Let us start by loading the Pokemon data. An important note: the columns "against_XXX" denote the damage factor taken by the Pokemon against an attack of that type.

In [None]:
GENERATION_CAP = 4
NTYPES = 18
pks = pd.read_csv("data/pokemon.csv")
# Drop the Pokemons above the Generation cap and columns we will not use
pks = pks.drop(pks.loc[pks["generation"] > GENERATION_CAP].index)
pks = pks.drop(['abilities', 'attack',
       'base_egg_steps', 'base_happiness',  'capture_rate',
       'classfication', 'defense', 'experience_growth', 'height_m', 'hp',
       'japanese_name',  'percentage_male',
       'sp_attack', 'sp_defense', 'speed',  'weight_kg'], axis=1)
pks["name"] = pks["name"].str.lower()

In [None]:
display(pks.columns)
type_columns = [col for col in pks.columns if "against" in col]
pks.head()

Index(['against_bug', 'against_dark', 'against_dragon', 'against_electric',
       'against_fairy', 'against_fight', 'against_fire', 'against_flying',
       'against_ghost', 'against_grass', 'against_ground', 'against_ice',
       'against_normal', 'against_poison', 'against_psychic', 'against_rock',
       'against_steel', 'against_water', 'base_total', 'name',
       'pokedex_number', 'type1', 'type2', 'generation', 'is_legendary'],
      dtype='object')

Unnamed: 0,against_bug,against_dark,against_dragon,against_electric,against_fairy,against_fight,against_fire,against_flying,against_ghost,against_grass,...,against_rock,against_steel,against_water,base_total,name,pokedex_number,type1,type2,generation,is_legendary
0,1.0,1.0,1.0,0.5,0.5,0.5,2.0,2.0,1.0,0.25,...,1.0,1.0,0.5,318,bulbasaur,1,grass,poison,1,0
1,1.0,1.0,1.0,0.5,0.5,0.5,2.0,2.0,1.0,0.25,...,1.0,1.0,0.5,405,ivysaur,2,grass,poison,1,0
2,1.0,1.0,1.0,0.5,0.5,0.5,2.0,2.0,1.0,0.25,...,1.0,1.0,0.5,625,venusaur,3,grass,poison,1,0
3,0.5,1.0,1.0,1.0,0.5,1.0,0.5,1.0,1.0,0.5,...,2.0,0.5,2.0,309,charmander,4,fire,,1,0
4,0.5,1.0,1.0,1.0,0.5,1.0,0.5,1.0,1.0,0.5,...,2.0,0.5,2.0,405,charmeleon,5,fire,,1,0


## First optimization problem

Let us start with the first part of the optimization problem using the dataset as it is. We can denote by $x_i$ whether a Pokemon is in the team or not, which means that the constraint of having a full team is $\sum_i x_i = 6$.
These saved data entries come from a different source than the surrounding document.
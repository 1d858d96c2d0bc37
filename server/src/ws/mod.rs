//! Operator UI bridge over WebSocket.
//!
//! Each UI connection gets a client-list snapshot, then every `UiEvent` as a
//! JSON text message. Operator commands come back as JSON text and are
//! forwarded to the dispatcher.

pub mod actor;
pub mod handler;
pub mod protocol;
pub mod actor;
pub mod listener;
pub mod protocol;

use tokio::sync::mpsc;

/// Process-unique id of one accepted kiosk socket.
pub type ConnectionId = u64;

/// Instruction for a connection's writer task.
#[derive(Debug, Clone, PartialEq, Eq)]
pub enum Outbound {
    /// Write one encoded frame
    Frame(String),
    /// Shut the socket down
    Close,
}

/// Handle to a live kiosk socket.
///
/// Sends never block: they queue onto the writer task's channel. A failed
/// send means the writer is gone, which callers treat as a disconnect.
#[derive(Debug, Clone)]
pub struct Connection {
    id: ConnectionId,
    tx: mpsc::UnboundedSender<Outbound>,
}

impl Connection {
    pub fn new(id: ConnectionId, tx: mpsc::UnboundedSender<Outbound>) -> Self {
        Self { id, tx }
    }

    pub fn id(&self) -> ConnectionId {
        self.id
    }

    /// Queue a frame; false if the writer task has stopped.
    pub fn send_frame(&self, frame: String) -> bool {
        self.tx.send(Outbound::Frame(frame)).is_ok()
    }

    pub fn close(&self) {
        let _ = self.tx.send(Outbound::Close);
    }
}
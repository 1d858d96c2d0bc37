//! Operator actions exposed over HTTP: client list, direct reply, broadcast
//! and mark-as-read. Every mutation goes through the dispatcher.

use axum::{
    extract::{Path, State},
    http::StatusCode,
    Json,
};
use serde::{Deserialize, Serialize};

use crate::chat::presence::ClientSummary;
use crate::dispatch::DispatchError;
use crate::session::Delivery;
use crate::state::AppState;

/// Maximum operator message length in characters.
pub const MAX_CONTENT_LENGTH: usize = 4000;

#[derive(Debug, Deserialize)]
pub struct OperatorTextRequest {
    pub text: String,
}

#[derive(Debug, Serialize, Deserialize)]
pub struct ReplyResponse {
    pub delivered: bool,
}

#[derive(Debug, Serialize, Deserialize)]
pub struct BroadcastResponse {
    pub recipients: usize,
}

/// Trim operator text and enforce the length bounds.
pub fn validate_text(text: &str) -> Result<&str, String> {
    let trimmed = text.trim();
    if trimmed.is_empty() {
        return Err("Message cannot be empty".to_string());
    }
    if trimmed.chars().count() > MAX_CONTENT_LENGTH {
        return Err(format!(
            "Message exceeds maximum length of {} characters",
            MAX_CONTENT_LENGTH
        ));
    }
    Ok(trimmed)
}

fn dispatch_failure(e: DispatchError) -> (StatusCode, String) {
    match e {
        DispatchError::Stopped => (StatusCode::SERVICE_UNAVAILABLE, e.to_string()),
        DispatchError::Store(_) => (StatusCode::INTERNAL_SERVER_ERROR, e.to_string()),
    }
}

/// GET /api/clients
pub async fn list_clients(
    State(state): State<AppState>,
) -> Result<Json<Vec<ClientSummary>>, (StatusCode, String)> {
    let list = state.dispatch.client_list().await.map_err(dispatch_failure)?;
    Ok(Json(list))
}

/// POST /api/clients/{id}/reply
/// An offline or unknown target answers `delivered: false`.
pub async fn reply(
    State(state): State<AppState>,
    Path(client_id): Path<String>,
    Json(req): Json<OperatorTextRequest>,
) -> Result<Json<ReplyResponse>, (StatusCode, String)> {
    let text = validate_text(&req.text).map_err(|e| (StatusCode::BAD_REQUEST, e))?;
    let delivery = state
        .dispatch
        .send_reply(&client_id, text)
        .await
        .map_err(dispatch_failure)?;
    Ok(Json(ReplyResponse {
        delivered: delivery == Delivery::Delivered,
    }))
}

/// POST /api/broadcast
pub async fn broadcast(
    State(state): State<AppState>,
    Json(req): Json<OperatorTextRequest>,
) -> Result<Json<BroadcastResponse>, (StatusCode, String)> {
    let text = validate_text(&req.text).map_err(|e| (StatusCode::BAD_REQUEST, e))?;
    let recipients = state
        .dispatch
        .broadcast(text)
        .await
        .map_err(dispatch_failure)?;
    Ok(Json(BroadcastResponse { recipients }))
}

/// POST /api/clients/{id}/read
pub async fn mark_read(
    State(state): State<AppState>,
    Path(client_id): Path<String>,
) -> Result<StatusCode, (StatusCode, String)> {
    let found = state
        .dispatch
        .mark_read(&client_id)
        .await
        .map_err(dispatch_failure)?;
    if found {
        Ok(StatusCode::NO_CONTENT)
    } else {
        Err((StatusCode::NOT_FOUND, "Client not found".to_string()))
    }
}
Furthermore, denoting by $b_i$ the base total of the Pokemon $i$, maximizing the base state means finding $x_i = \arg \max_{x_i} x_i b_i$ under the previous constraint.

Finally, we want to reduce the weaknesses of our team. We can denote the damage multiple for the Pokemon $i$ against the type $A$ as $w_{iA}$. We want to ensure there is at least one resistant Pokemon to every type i.e. for every $A \in [1, 18]$, we want to impose $\min x_i w_{i A} \leq 1.0$.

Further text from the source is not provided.